The middle portion of the film has two shining moments; the aforementioned soft shoe dance of the comedy duo (see screen shot above) and a solo song, "Father, Dear Father," by McIntyre. She has a beautiful singing voice, as anyone who has seen the Three Stooges short, "Micro-phonies," already knows.

In between are the gag scenes, with El Brendel hitting the jackpot on a machine, Harry avoiding an unfunny stereotypical old cowboy, the duo trying to use a test-your-punching-strength machine to steal the mortgage from Pete, and Pete being generally buffoonish, at one time having a bumblebee fly into his collar.

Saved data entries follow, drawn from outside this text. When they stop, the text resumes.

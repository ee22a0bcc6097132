//! Request resolution against the profiled table.
//!
//! Column names from the model are reconciled with real column names in a
//! fixed order, stopping at the first step that yields exactly one match:
//!
//! 1. exact match
//! 2. case-insensitive match
//! 3. case-insensitive edit distance, at most [`MAX_EDIT_DISTANCE`]
//!
//! Ties at any step are reported as [`ResolutionFailure::AmbiguousColumn`];
//! nothing beyond step 3 is ever guessed. Resolution is a pure function of
//! its inputs.

use crate::extraction::ExtractedEntities;
use crate::schema::{ChartKind, InterpretedRequest, OperationKind, ParamValue};
use datainsight_table::{ColumnMeta, ColumnType};
use serde::Serialize;
use std::fmt;

/// Upper bound for fuzzy column matching.
pub const MAX_EDIT_DISTANCE: usize = 2;
pub const DEFAULT_QUANTILES: [f64; 3] = [0.25, 0.5, 0.75];
pub const DEFAULT_BINS: usize = 10;
pub const MAX_BINS: usize = 100;
pub const DEFAULT_TOP: usize = 10;
const MAX_TOP: usize = 1_000;

// ============================================================================
// Failures
// ============================================================================

#[derive(Debug, Clone, PartialEq, thiserror::Error)]
pub enum ResolutionFailure {
    #[error("unknown column `{name}`")]
    UnknownColumn { name: String },
    #[error("column `{name}` is ambiguous: could be {}", .candidates.join(", "))]
    AmbiguousColumn { name: String, candidates: Vec<String> },
    #[error("column `{column}` is {actual}, expected {expected}")]
    TypeMismatch {
        column: String,
        expected: String,
        actual: ColumnType,
    },
    #[error("{operation} needs {expected} column(s), got {actual}")]
    WrongColumnCount {
        operation: OperationKind,
        expected: &'static str,
        actual: usize,
    },
    #[error("invalid parameter `{name}`: {reason}")]
    InvalidParameter { name: String, reason: String },
}

// ============================================================================
// Resolved operations
// ============================================================================

#[derive(Debug, Clone, Copy, Default, PartialEq, Eq, Serialize)]
#[serde(rename_all = "lowercase")]
pub enum CorrelationMethod {
    #[default]
    Pearson,
    Spearman,
}

impl fmt::Display for CorrelationMethod {
    fn fmt(&self, f: &mut fmt::Formatter<'_>) -> fmt::Result {
        match self {
            CorrelationMethod::Pearson => f.write_str("pearson"),
            CorrelationMethod::Spearman => f.write_str("spearman"),
        }
    }
}

/// Parameters after validation, with defaults filled in.
#[derive(Debug, Clone, PartialEq, Serialize)]
pub struct OperationParams {
    pub method: CorrelationMethod,
    /// Ascending, deduplicated, each in [0, 1].
    pub quantiles: Vec<f64>,
    pub bins: usize,
    pub top: usize,
}

#[derive(Debug, Clone, PartialEq, Serialize)]
pub struct ResolvedColumn {
    pub name: String,
    pub dtype: ColumnType,
}

/// An interpreted request whose columns exist and fit the operation.
#[derive(Debug, Clone, PartialEq, Serialize)]
pub struct ResolvedOperation {
    pub operation: OperationKind,
    pub columns: Vec<ResolvedColumn>,
    pub params: OperationParams,
}

impl ResolvedOperation {
    pub fn column_names(&self) -> Vec<&str> {
        self.columns.iter().map(|c| c.name.as_str()).collect()
    }
}

// ============================================================================
// Resolver
// ============================================================================

#[derive(Debug, Clone, PartialEq)]
pub struct ResolverConfig {
    pub max_distance: usize,
    pub default_quantiles: Vec<f64>,
    pub default_bins: usize,
    pub default_top: usize,
}

impl Default for ResolverConfig {
    fn default() -> Self {
        Self {
            max_distance: MAX_EDIT_DISTANCE,
            default_quantiles: DEFAULT_QUANTILES.to_vec(),
            default_bins: DEFAULT_BINS,
            default_top: DEFAULT_TOP,
        }
    }
}

#[derive(Debug, Clone, Default)]
pub struct RequestResolver {
    config: ResolverConfig,
}

impl RequestResolver {
    pub fn new(mut config: ResolverConfig) -> Self {
        config.max_distance = config.max_distance.min(MAX_EDIT_DISTANCE);
        Self { config }
    }

    pub fn config(&self) -> &ResolverConfig {
        &self.config
    }

    pub fn resolve(
        &self,
        request: &InterpretedRequest,
        columns: &[ColumnMeta],
    ) -> Result<ResolvedOperation, ResolutionFailure> {
        let resolved: Vec<&ColumnMeta> = if request.columns.is_empty() && !request.operation.requires_columns() {
            columns.iter().collect()
        } else {
            request
                .columns
                .iter()
                .map(|name| self.resolve_column(name, columns))
                .collect::<Result<_, _>>()?
        };

        check_types(request.operation, &resolved)?;
        let params = self.resolve_params(request)?;

        Ok(ResolvedOperation {
            operation: request.operation,
            columns: resolved
                .into_iter()
                .map(|c| ResolvedColumn {
                    name: c.name.clone(),
                    dtype: c.dtype,
                })
                .collect(),
            params,
        })
    }

    /// Map one user-facing column name onto a real column.
    pub fn resolve_column<'a>(
        &self,
        name: &str,
        columns: &'a [ColumnMeta],
    ) -> Result<&'a ColumnMeta, ResolutionFailure> {
        let name = name.trim();
        let unknown = || ResolutionFailure::UnknownColumn {
            name: name.to_string(),
        };
        if name.is_empty() {
            return Err(unknown());
        }

        if let Some(column) = columns.iter().find(|c| c.name == name) {
            return Ok(column);
        }

        let lower = name.to_lowercase();
        let folded: Vec<&ColumnMeta> = columns
            .iter()
            .filter(|c| c.name.to_lowercase() == lower)
            .collect();
        if !folded.is_empty() {
            return unique(name, folded);
        }

        let needle: Vec<char> = lower.chars().collect();
        let mut best = self.config.max_distance + 1;
        let mut nearest: Vec<&ColumnMeta> = Vec::new();
        for column in columns {
            let d = levenshtein_with_max(&column.name.to_lowercase(), &needle, self.config.max_distance);
            if d > self.config.max_distance {
                continue;
            }
            if d < best {
                best = d;
                nearest.clear();
            }
            if d == best {
                nearest.push(column);
            }
        }
        if nearest.is_empty() {
            return Err(unknown());
        }
        let resolved = unique(name, nearest)?;
        tracing::debug!(requested = name, resolved = %resolved.name, distance = best, "fuzzy column match");
        Ok(resolved)
    }

    fn resolve_params(&self, request: &InterpretedRequest) -> Result<OperationParams, ResolutionFailure> {
        let mut params = OperationParams {
            method: CorrelationMethod::Pearson,
            quantiles: Vec::new(),
            bins: self.config.default_bins,
            top: self.config.default_top,
        };

        for (name, value) in &request.params {
            match (request.operation, name.as_str()) {
                (OperationKind::Correlation, "method") => params.method = parse_method(value)?,
                (OperationKind::Quantiles, "quantiles" | "q" | "percentiles") => {
                    params.quantiles = parse_quantiles(name, value)?;
                }
                (OperationKind::Visualize(ChartKind::Hist), "bins") => {
                    params.bins = parse_count(name, value, MAX_BINS)?;
                }
                (OperationKind::SummaryStats, "top") => params.top = parse_count(name, value, MAX_TOP)?,
                _ => tracing::debug!(param = %name, operation = %request.operation, "ignoring unused parameter"),
            }
        }

        if request.operation == OperationKind::Quantiles && params.quantiles.is_empty() {
            params.quantiles = normalize_levels(self.config.default_quantiles.clone());
        }
        Ok(params)
    }
}

fn unique<'a>(name: &str, mut matches: Vec<&'a ColumnMeta>) -> Result<&'a ColumnMeta, ResolutionFailure> {
    if matches.len() == 1 {
        return Ok(matches.remove(0));
    }
    Err(ResolutionFailure::AmbiguousColumn {
        name: name.to_string(),
        candidates: matches.iter().map(|c| c.name.clone()).collect(),
    })
}

// ============================================================================
// Type rules
// ============================================================================

fn check_types(operation: OperationKind, columns: &[&ColumnMeta]) -> Result<(), ResolutionFailure> {
    let count = |expected: &'static str, ok: bool| {
        if ok {
            Ok(())
        } else {
            Err(ResolutionFailure::WrongColumnCount {
                operation,
                expected,
                actual: columns.len(),
            })
        }
    };

    match operation {
        OperationKind::Correlation | OperationKind::Regression => {
            count("exactly 2", columns.len() == 2)?;
            require_all(columns, &[ColumnType::Numeric], "numeric")
        }
        OperationKind::Quantiles => {
            count("at least 1", !columns.is_empty())?;
            require_all(columns, &[ColumnType::Numeric], "numeric")
        }
        OperationKind::SummaryStats => Ok(()),
        OperationKind::Visualize(ChartKind::Bar | ChartKind::Hist) => {
            count("at least 1", !columns.is_empty())?;
            require_any(columns, &[ColumnType::Categorical, ColumnType::Numeric], "categorical or numeric")
        }
        OperationKind::Visualize(ChartKind::Line | ChartKind::Scatter) => {
            count("exactly 2", columns.len() == 2)?;
            // The y axis needs a number; x may be anything plottable.
            if columns.iter().any(|c| c.dtype == ColumnType::Numeric) {
                return Ok(());
            }
            match columns.last() {
                Some(c) => Err(mismatch(c, "numeric")),
                None => Ok(()),
            }
        }
    }
}

fn require_all(columns: &[&ColumnMeta], allowed: &[ColumnType], expected: &str) -> Result<(), ResolutionFailure> {
    match columns.iter().find(|c| !allowed.contains(&c.dtype)) {
        Some(c) => Err(mismatch(c, expected)),
        None => Ok(()),
    }
}

fn require_any(columns: &[&ColumnMeta], allowed: &[ColumnType], expected: &str) -> Result<(), ResolutionFailure> {
    if columns.iter().any(|c| allowed.contains(&c.dtype)) {
        return Ok(());
    }
    // Report the first column; none of them qualify.
    match columns.first() {
        Some(c) => Err(mismatch(c, expected)),
        None => Ok(()),
    }
}

fn mismatch(column: &ColumnMeta, expected: &str) -> ResolutionFailure {
    ResolutionFailure::TypeMismatch {
        column: column.name.clone(),
        expected: expected.to_string(),
        actual: column.dtype,
    }
}

// ============================================================================
// Parameters
// ============================================================================

fn invalid(name: &str, reason: impl Into<String>) -> ResolutionFailure {
    ResolutionFailure::InvalidParameter {
        name: name.to_string(),
        reason: reason.into(),
    }
}

fn parse_method(value: &ParamValue) -> Result<CorrelationMethod, ResolutionFailure> {
    match value.as_text().trim().to_ascii_lowercase().as_str() {
        "pearson" => Ok(CorrelationMethod::Pearson),
        "spearman" => Ok(CorrelationMethod::Spearman),
        other => Err(invalid("method", format!("`{other}` is not pearson or spearman"))),
    }
}

fn parse_count(name: &str, value: &ParamValue, max: usize) -> Result<usize, ResolutionFailure> {
    let n = value
        .as_f64()
        .ok_or_else(|| invalid(name, format!("`{}` is not a number", value.as_text())))?;
    if n.fract() != 0.0 || n < 1.0 || n > max as f64 {
        return Err(invalid(name, format!("must be a whole number between 1 and {max}")));
    }
    Ok(n as usize)
}

fn parse_quantiles(name: &str, value: &ParamValue) -> Result<Vec<f64>, ResolutionFailure> {
    let raw: Vec<f64> = match value {
        ParamValue::Number(n) => vec![*n],
        ParamValue::Text(text) => text
            .split(|c: char| c == ',' || c == ';' || c.is_whitespace())
            .map(|s| s.trim().trim_end_matches('%'))
            .filter(|s| !s.is_empty())
            .map(|s| {
                s.parse::<f64>()
                    .map_err(|_| invalid(name, format!("`{s}` is not a number")))
            })
            .collect::<Result<_, _>>()?,
    };
    if raw.is_empty() {
        return Err(invalid(name, "no quantile levels given"));
    }
    let levels = raw
        .into_iter()
        .map(|q| quantile_level(q).ok_or_else(|| invalid(name, format!("{q} is outside [0, 1] and (1, 100]"))))
        .collect::<Result<Vec<_>, _>>()?;
    Ok(normalize_levels(levels))
}

/// Levels in (1, 100] are percentages.
fn quantile_level(q: f64) -> Option<f64> {
    if !q.is_finite() {
        None
    } else if (0.0..=1.0).contains(&q) {
        Some(q)
    } else if q > 1.0 && q <= 100.0 {
        Some(q / 100.0)
    } else {
        None
    }
}

fn normalize_levels(mut levels: Vec<f64>) -> Vec<f64> {
    levels.sort_by(|a, b| a.total_cmp(b));
    levels.dedup();
    levels
}

/// Fill a missing quantile list from numbers in the instruction, when every
/// literal is a usable level ("90th and 99th percentile of latency").
pub fn apply_quantile_hints(request: &mut InterpretedRequest, entities: &ExtractedEntities) {
    if request.operation != OperationKind::Quantiles
        || ["quantiles", "q", "percentiles"]
            .iter()
            .any(|k| request.params.contains_key(*k))
        || entities.numeric_literals.is_empty()
    {
        return;
    }
    let levels: Option<Vec<f64>> = entities
        .numeric_literals
        .iter()
        .map(|q| quantile_level(*q))
        .collect();
    if let Some(levels) = levels {
        let list = levels
            .iter()
            .map(|l| l.to_string())
            .collect::<Vec<_>>()
            .join(",");
        request
            .params
            .insert("quantiles".to_string(), ParamValue::Text(list));
    }
}

// ============================================================================
// Edit distance
// ============================================================================

/// Levenshtein distance between `value` and `needle_chars`, giving up early
/// once every cell in a DP row exceeds `max_dist` (then returns
/// `max_dist + 1`).
pub fn levenshtein_with_max(value: &str, needle_chars: &[char], max_dist: usize) -> usize {
    if max_dist == 0 {
        return if value.chars().eq(needle_chars.iter().copied()) { 0 } else { 1 };
    }

    let n = needle_chars.len();
    if n == 0 {
        return value.chars().count();
    }

    let mut prev: Vec<usize> = (0..=n).collect();
    let mut curr: Vec<usize> = vec![0; n + 1];

    for (i, c) in value.chars().enumerate() {
        curr[0] = i + 1;
        let mut row_min = curr[0];

        for j in 1..=n {
            let cost = usize::from(c != needle_chars[j - 1]);
            let d = (prev[j] + 1).min(curr[j - 1] + 1).min(prev[j - 1] + cost);
            curr[j] = d;
            row_min = row_min.min(d);
        }

        if row_min > max_dist {
            return max_dist + 1;
        }

        std::mem::swap(&mut prev, &mut curr);
    }

    prev[n]
}

// ============================================================================
// Tests
// ============================================================================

IMDB incorrectly lists Edward Bernds as the director. It's actually Harry Edwards, a one-time major talent who had sunk to mediocrity by this time. While this is better than a host of Langdon 1940s Columbia efforts, it still suffers from poorly presented gags and editing is poor. An example is inclusion shots of Jack racing on his horse to get back to the saloon. They play to The William Tell Overture but the inserts last about one second and are place clumsily in the film. (Bernds has co-credit with Langdon for the story).

There's a showdown at the end with Jack, Pete, Harry, El Brendel and Queenie. I'll let readers watch the film and be surprised.

As mentioned, I have a fondness for the film. It's quirky and has some good song and dance routines. Harry is funny; El Brendel is less funny but some of the gags work, including the cleaning fluid demonstration and the efforts to rid Pete of the mortgage.

Langdon enjoyed the security of working at Columbia (he called them "O-Ouch-O" comedies). He was looking his age, though, and starting to get overshadowed in shorts by lesser talents, such as El Brendel and even Elsie Ames. On the other hand, he was working in B movies, as well as sometimes on the stage and writing. This was the happiest time of his life, with a comfortable home, a loving wife and a son growing up.

Both Edwards and El Brendel only lasted about a year with Columbia after "Pistol Packin' Nitwits." Although Curtis died at 49 in 1952 of pneumonia, he made about 250 films, and was active in Columbia shorts as well as early television. McIntyre (see below) had a long association with Columbia shorts, particularly with the Three Stooges. In fact, today she is iconic for her association with the trio as their co-star.



"Pistol Packin' Nitwits" was remade as "Out West," in 1947, with the Three Stooges as the stars. McIntyre reprises the role of the damsel in distress. "Out West" is directed by Bernds. The probable reason Bernds is listed as director in IMDB is because Columbia goofed in their release posters for "... Nitwits," listing Bernds as director. I must confess, of the pair, I prefer "Pistol Packin' Nitwits." Give it 17 minutes of your time, and watch Harry Langdon gamely finish the scenes and wrap his final film.